Revisiting Arkansas’s Obamacare Medicaid Expansion

By Conduit For Action

One of the pillars of Obamacare is the entitlement program Medicaid Expansion. It is government health coverage for people with low income. It is paid for by federal and state taxpayers.

Arkansas became the first southern state to pass Obama’s Medicaid Expansion in 2013.

Think all the states have adopted it by now? Wrong. Eight years later many states still refuse to implement the program, and it is not just southern states. These twelve states still refuse to adopt Medicaid Expansion: Alabama, Florida, Georgia, Kansas, Mississippi, North Carolina, South Carolina, South Dakota, Tennessee, Texas, Wisconsin, and Wyoming. [i]  In Missouri the program was adopted by a ballot measure but has not been implemented because the Missouri Governor and legislature oppose the program and refused to fund it. Missouri’s refusal resulted in a lawsuit finding in favor of the plaintiffs who want implementation. [ii]

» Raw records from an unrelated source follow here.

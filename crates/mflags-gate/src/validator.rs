//! Bare-metal validator and gate composition.

use mflags_settings::{BuildSettings, CompilerFamily, CompilerIdentity, TargetProfile};

use crate::compiler_gate::check_compiler;
use crate::error::{GateError, Result};
use crate::policy::CompatibilityPolicy;

/// Decides whether a bare-metal target is buildable.
///
/// The decision itself lives entirely in the injected
/// [`CompatibilityPolicy`]; swapping the allow-list never touches this
/// type's control flow.
#[derive(Debug, Clone, Copy)]
pub struct BareMetalValidator {
    policy: CompatibilityPolicy,
}

impl BareMetalValidator {
    pub fn new(policy: CompatibilityPolicy) -> Self {
        Self { policy }
    }

    pub fn policy(&self) -> CompatibilityPolicy {
        self.policy
    }

    /// Whether the pair is buildable under the active policy.
    ///
    /// Only meaningful for bare-metal targets; callers gate on the
    /// environment first (see [`BareMetalValidator::check`]).
    pub fn is_buildable(&self, family: &CompilerFamily, target: &TargetProfile) -> bool {
        self.policy.allows(family, target)
    }

    /// Validate a target, passing hosted targets through untouched.
    pub fn check(&self, family: &CompilerFamily, target: &TargetProfile) -> Result<()> {
        if !target.is_bare_metal() {
            return Ok(());
        }
        if self.is_buildable(family, target) {
            return Ok(());
        }
        Err(GateError::InvalidBareMetalTarget {
            compiler: family.clone(),
            arch: target.arch.clone(),
            processor: target.processor.clone(),
            float_abi: target.float_abi,
            expected: self.policy.expectation(),
        })
    }
}

/// Run both gates over declared settings.
///
/// Order: compiler gate first, then the bare-metal validator. Returns the
/// parsed compiler identity so callers do not re-parse the version.
pub fn run_gates(
    settings: &BuildSettings,
    policy: CompatibilityPolicy,
) -> Result<CompilerIdentity> {
    let compiler = settings.compiler_identity()?;
    check_compiler(settings.compiler.std.as_deref(), &compiler)?;

    let target = settings.target_profile();
    BareMetalValidator::new(policy).check(&compiler.family, &target)?;
    Ok(compiler)
}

Problems with Obamacare Medicaid Expansion include:

  1. The program turned out to primarily cover able bodied working age adults who… (drum roll) … don’t work.
  2. Once a person goes on the low-income program it serves as a disincentive to work, especially when combined with other government entitlements. To hang on to free (or substantially free) health care a person must not work, limit the hours they work, or under report their income.
  3. The program requires states to pay part of the cost of the program which means it competes for funding with other programs in the state. In Arkansas, advocates for programs for disabled persons and mentally ill persons have seen funding limited, meanwhile money is abundant for Medicaid Expansion. It is a question of priority.

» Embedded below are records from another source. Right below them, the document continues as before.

//! Flag derivation for accepted target profiles.

use mflags_settings::{CompilerFamily, FloatAbi, TargetProfile};

use crate::error::{DeriveError, Result};
use crate::flags::ToolchainFlags;
use crate::package::PackageLayout;

/// Explicit derivation defaults.
///
/// The historical recipe revisions disagreed on two behaviors; both are
/// configuration here instead of silent version-dependent defaults.
#[derive(Debug, Clone, Copy, PartialEq, Eq)]
pub struct DeriveConfig {
    /// Float ABI to assume when the target declares none. `None` makes an
    /// explicit ABI mandatory ([`DeriveError::MissingFloatAbi`]).
    pub float_abi_fallback: Option<FloatAbi>,
    /// Emit `--specs=nano.specs --specs=nosys.specs` link flags. Off by
    /// default; the caller is expected to supply runtime specs itself.
    pub runtime_specs: bool,
}

impl Default for DeriveConfig {
    fn default() -> Self {
        Self {
            float_abi_fallback: Some(FloatAbi::Soft),
            runtime_specs: false,
        }
    }
}

impl DeriveConfig {
    /// Earlier-revision behavior: explicit ABI required, specs flags
    /// emitted.
    pub fn strict() -> Self {
        Self {
            float_abi_fallback: None,
            runtime_specs: true,
        }
    }
}

/// Derive the flag set for a validated target.
///
/// Invoked only after both gates pass. Bare-metal gcc targets get the CPU
/// flag, the float-ABI flag, and the package's linker-script search path,
/// in that order; every other combination derives to an empty flag set.
/// Idempotent: identical input yields byte-identical output.
pub fn derive(
    family: &CompilerFamily,
    target: &TargetProfile,
    layout: &PackageLayout,
    config: &DeriveConfig,
) -> Result<ToolchainFlags> {
    if !target.is_bare_metal() || *family != CompilerFamily::Gcc {
        return Ok(ToolchainFlags::empty());
    }

    // Later settings revisions carry the core name in the arch field
    // instead of a separate processor entry.
    let cpu = target.processor.as_deref().unwrap_or(&target.arch);

    let abi = target
        .float_abi
        .or(config.float_abi_fallback)
        .ok_or_else(|| DeriveError::MissingFloatAbi {
            processor: cpu.to_string(),
        })?;

    let machine_flags = vec![format!("-mcpu={cpu}"), format!("-mfloat-abi={abi}")];

    let mut link_flags = machine_flags.clone();
    if config.runtime_specs {
        link_flags.push("--specs=nano.specs".to_string());
        link_flags.push("--specs=nosys.specs".to_string());
    }

    Ok(ToolchainFlags {
        compile_flags: machine_flags,
        link_flags,
        linker_search_paths: vec![layout.linker_script_dir()],
    })
}
//! `mflags derive` — print the derived toolchain flags.

use std::path::Path;

use anyhow::{bail, Result};

use mflags_gate::{run_gates, CompatibilityPolicy};
use mflags_settings::settings::load_settings_toml;
use mflags_toolchain::{DeriveConfig, PackageLayout, ToolchainFlags};

/// Validate a settings file and print the derived flag set.
pub fn run(
    settings_path: &Path,
    policy: CompatibilityPolicy,
    config: &DeriveConfig,
    layout: &PackageLayout,
    format: Option<&str>,
) -> Result<()> {
    let settings = load_settings_toml(settings_path)?;
    let compiler = run_gates(&settings, policy)?;
    let target = settings.target_profile();
    let flags = mflags_toolchain::derive(&compiler.family, &target, layout, config)?;

    match format {
        Some("json") => println!("{}", serde_json::to_string_pretty(&flags)?),
        Some("human") | None => print_human(&flags),
        Some(other) => bail!("unknown format: '{other}' (expected 'human' or 'json')"),
    }
    Ok(())
}

fn print_human(flags: &ToolchainFlags) {
    if flags.is_empty() {
        println!("No architecture-specific flags (hosted target).");
        return;
    }

    println!("Compile flags:");
    for flag in &flags.compile_flags {
        println!("  {flag}");
    }
    println!("Link flags:");
    for flag in &flags.link_flags {
        println!("  {flag}");
    }
    println!("Linker search paths:");
    for path in &flags.linker_search_paths {
        println!("  {}", path.display());
    }
}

How was it that Arkansas passed Obamacare Medicaid Expansion? The program was adopted at a time when to get states hooked on the program the federal government offered to pay the full cost for the first couple of years. Second, liberals knew that was not enough incentive to get the Arkansas legislature to approve the program and devised a plan to sell it as Arkansas’ “conservative spin” on the program. The supposed conservative spin was the decision to run the day-to-day operations through an insurance company that would receive guaranteed profits. Advocates started calling it the “Private Option” even though it was still a government entitlement with the state holding the policy.

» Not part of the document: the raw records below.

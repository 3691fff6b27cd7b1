//! Validation gates for the mflags configuration engine.
//!
//! Two independent gates run over the same declared settings before any
//! flag derivation:
//! - the **compiler gate** checks the declared language standard and the
//!   compiler version against a static minimum-version table;
//! - the **bare-metal validator** checks that a bare-metal target is a
//!   combination the supported toolchains can actually build, under an
//!   injectable [`CompatibilityPolicy`].
//!
//! Both gates are pure; a failure aborts the invocation before derivation.

pub mod compiler_gate;
pub mod error;
pub mod policy;
pub mod validator;

pub use compiler_gate::check_compiler;
pub use error::{GateError, Result};
pub use policy::CompatibilityPolicy;
pub use validator::{run_gates, BareMetalValidator};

This conservative spin turned out to be a fake selling point as the cost of running the program through an insurance company exceeded the cost in other states where the day-to-day operations were handled by a state agency.

The only thing running it through an insurance company did beside result in a higher cost was to bring lobbyists for the insurance industry and lobbyists for the hospital industry together to push passage of the program.

The next fake conservative spin saw the program being renamed “Arkansas Works,” even though the entitlement program had nothing to do with work. Later, so-called work requirements were added to the qualifications for the program but this, too, was fake because doing actual work was just one of several options to continue coverage.  Eventually the so-called work requirements were disapproved by the feds.

This year the program was renamed again. This time the name is ARHome, which stands for Arkansas Health and Opportunity for Me program.  It is still the same entitlement program and is still being run through an insurance company with guaranteed profits. The Hutchinson administration is waiting for federal approval of the latest reincarnation of the same program, meanwhile the program is still being operated as Arkansas Works.

The rebranding of the program as ARhome (Act 530 of 2021) passed the Arkansas House of Representatives by a vote of 64 to 35 with 1 not voting and 1 voting present; and it passed the Arkansas Senate by a vote of 26 to 3 with 1 not voting and 4 voting present.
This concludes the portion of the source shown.